==== Data extract

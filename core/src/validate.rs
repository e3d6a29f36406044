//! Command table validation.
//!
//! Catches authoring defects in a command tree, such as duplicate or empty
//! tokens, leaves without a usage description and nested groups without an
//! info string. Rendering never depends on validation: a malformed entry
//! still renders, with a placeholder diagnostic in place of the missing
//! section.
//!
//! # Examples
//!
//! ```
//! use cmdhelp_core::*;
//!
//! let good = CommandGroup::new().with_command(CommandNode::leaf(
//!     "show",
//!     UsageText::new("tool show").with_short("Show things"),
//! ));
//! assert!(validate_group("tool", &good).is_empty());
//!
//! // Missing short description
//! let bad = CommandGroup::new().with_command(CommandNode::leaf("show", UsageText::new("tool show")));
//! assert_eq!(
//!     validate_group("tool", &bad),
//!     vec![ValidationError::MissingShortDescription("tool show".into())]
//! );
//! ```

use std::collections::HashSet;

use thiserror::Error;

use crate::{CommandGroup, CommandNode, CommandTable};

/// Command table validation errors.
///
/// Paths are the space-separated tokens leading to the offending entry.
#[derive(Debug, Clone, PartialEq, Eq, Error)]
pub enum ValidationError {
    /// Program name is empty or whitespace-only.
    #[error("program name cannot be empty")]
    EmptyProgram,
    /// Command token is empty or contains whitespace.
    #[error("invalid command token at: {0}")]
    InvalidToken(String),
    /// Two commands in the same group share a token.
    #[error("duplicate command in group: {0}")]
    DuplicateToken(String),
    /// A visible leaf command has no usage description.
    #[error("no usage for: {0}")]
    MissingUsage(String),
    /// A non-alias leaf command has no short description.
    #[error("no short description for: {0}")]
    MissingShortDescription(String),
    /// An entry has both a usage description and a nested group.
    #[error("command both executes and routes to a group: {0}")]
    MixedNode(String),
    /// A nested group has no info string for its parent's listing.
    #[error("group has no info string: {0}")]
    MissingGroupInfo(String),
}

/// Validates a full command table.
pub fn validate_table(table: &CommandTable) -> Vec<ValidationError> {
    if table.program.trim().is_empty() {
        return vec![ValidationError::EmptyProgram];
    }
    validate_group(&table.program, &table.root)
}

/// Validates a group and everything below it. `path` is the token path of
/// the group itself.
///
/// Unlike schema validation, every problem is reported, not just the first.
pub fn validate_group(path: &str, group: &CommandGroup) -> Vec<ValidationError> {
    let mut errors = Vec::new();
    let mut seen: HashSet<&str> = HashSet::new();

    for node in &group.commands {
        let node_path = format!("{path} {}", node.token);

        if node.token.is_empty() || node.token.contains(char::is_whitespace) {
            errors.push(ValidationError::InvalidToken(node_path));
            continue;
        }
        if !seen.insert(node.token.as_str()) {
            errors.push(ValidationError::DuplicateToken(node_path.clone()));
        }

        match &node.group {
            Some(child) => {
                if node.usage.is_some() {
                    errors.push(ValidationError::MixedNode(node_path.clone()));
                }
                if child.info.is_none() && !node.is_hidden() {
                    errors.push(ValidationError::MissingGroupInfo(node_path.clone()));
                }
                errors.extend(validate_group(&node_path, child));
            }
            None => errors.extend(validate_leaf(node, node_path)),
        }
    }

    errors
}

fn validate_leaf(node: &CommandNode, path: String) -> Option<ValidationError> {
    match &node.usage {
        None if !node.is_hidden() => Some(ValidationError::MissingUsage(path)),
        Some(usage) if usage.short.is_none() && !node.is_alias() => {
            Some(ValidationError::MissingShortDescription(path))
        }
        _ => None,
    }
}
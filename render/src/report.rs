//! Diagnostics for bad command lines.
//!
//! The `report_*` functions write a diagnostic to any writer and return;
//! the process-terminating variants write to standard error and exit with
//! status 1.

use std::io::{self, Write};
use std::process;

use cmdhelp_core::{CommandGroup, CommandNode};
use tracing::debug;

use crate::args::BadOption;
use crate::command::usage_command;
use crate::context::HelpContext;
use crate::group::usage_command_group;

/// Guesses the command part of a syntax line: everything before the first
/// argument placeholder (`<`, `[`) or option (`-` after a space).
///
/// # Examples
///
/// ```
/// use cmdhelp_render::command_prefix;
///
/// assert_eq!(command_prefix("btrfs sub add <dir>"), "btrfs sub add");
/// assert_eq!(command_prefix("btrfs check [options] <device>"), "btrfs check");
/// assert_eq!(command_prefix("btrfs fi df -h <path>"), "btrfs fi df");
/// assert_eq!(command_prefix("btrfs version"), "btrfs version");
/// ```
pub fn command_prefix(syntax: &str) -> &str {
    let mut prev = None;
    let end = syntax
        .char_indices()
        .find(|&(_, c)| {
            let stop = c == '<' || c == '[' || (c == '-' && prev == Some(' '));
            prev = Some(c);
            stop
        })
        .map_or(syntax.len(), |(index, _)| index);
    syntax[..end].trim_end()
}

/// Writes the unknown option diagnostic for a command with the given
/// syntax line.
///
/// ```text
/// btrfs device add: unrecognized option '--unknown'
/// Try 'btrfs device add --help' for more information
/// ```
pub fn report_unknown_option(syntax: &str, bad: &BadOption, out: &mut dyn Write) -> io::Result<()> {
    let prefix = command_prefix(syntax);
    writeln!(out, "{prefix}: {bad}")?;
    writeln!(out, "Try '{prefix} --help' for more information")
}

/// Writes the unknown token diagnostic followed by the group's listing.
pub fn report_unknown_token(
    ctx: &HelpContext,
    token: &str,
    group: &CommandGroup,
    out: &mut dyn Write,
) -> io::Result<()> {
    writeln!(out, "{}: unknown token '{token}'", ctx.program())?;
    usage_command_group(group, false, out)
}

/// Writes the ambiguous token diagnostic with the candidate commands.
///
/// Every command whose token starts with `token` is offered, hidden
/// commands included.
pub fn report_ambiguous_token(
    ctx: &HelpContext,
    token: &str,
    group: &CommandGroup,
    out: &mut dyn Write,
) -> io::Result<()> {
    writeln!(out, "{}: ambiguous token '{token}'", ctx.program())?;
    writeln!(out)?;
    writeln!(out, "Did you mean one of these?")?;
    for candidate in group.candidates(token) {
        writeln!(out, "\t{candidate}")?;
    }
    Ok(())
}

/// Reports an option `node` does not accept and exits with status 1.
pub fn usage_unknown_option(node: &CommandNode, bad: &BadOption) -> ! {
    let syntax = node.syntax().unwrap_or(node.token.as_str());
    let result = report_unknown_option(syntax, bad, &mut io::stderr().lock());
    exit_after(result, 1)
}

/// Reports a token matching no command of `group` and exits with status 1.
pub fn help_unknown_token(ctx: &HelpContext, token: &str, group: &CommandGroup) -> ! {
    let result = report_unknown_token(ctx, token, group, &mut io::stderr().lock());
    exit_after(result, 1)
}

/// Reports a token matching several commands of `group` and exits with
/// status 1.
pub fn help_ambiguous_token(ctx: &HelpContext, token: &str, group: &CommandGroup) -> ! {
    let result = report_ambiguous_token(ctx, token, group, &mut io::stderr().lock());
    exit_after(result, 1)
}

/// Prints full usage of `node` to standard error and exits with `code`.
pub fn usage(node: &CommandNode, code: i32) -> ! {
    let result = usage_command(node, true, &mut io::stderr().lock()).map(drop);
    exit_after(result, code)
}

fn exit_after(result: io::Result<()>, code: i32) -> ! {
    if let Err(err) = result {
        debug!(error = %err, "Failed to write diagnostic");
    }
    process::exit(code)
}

========

Assignment
Only the number of lines in the data that hold "good" should be stated.

Solution for this problem
2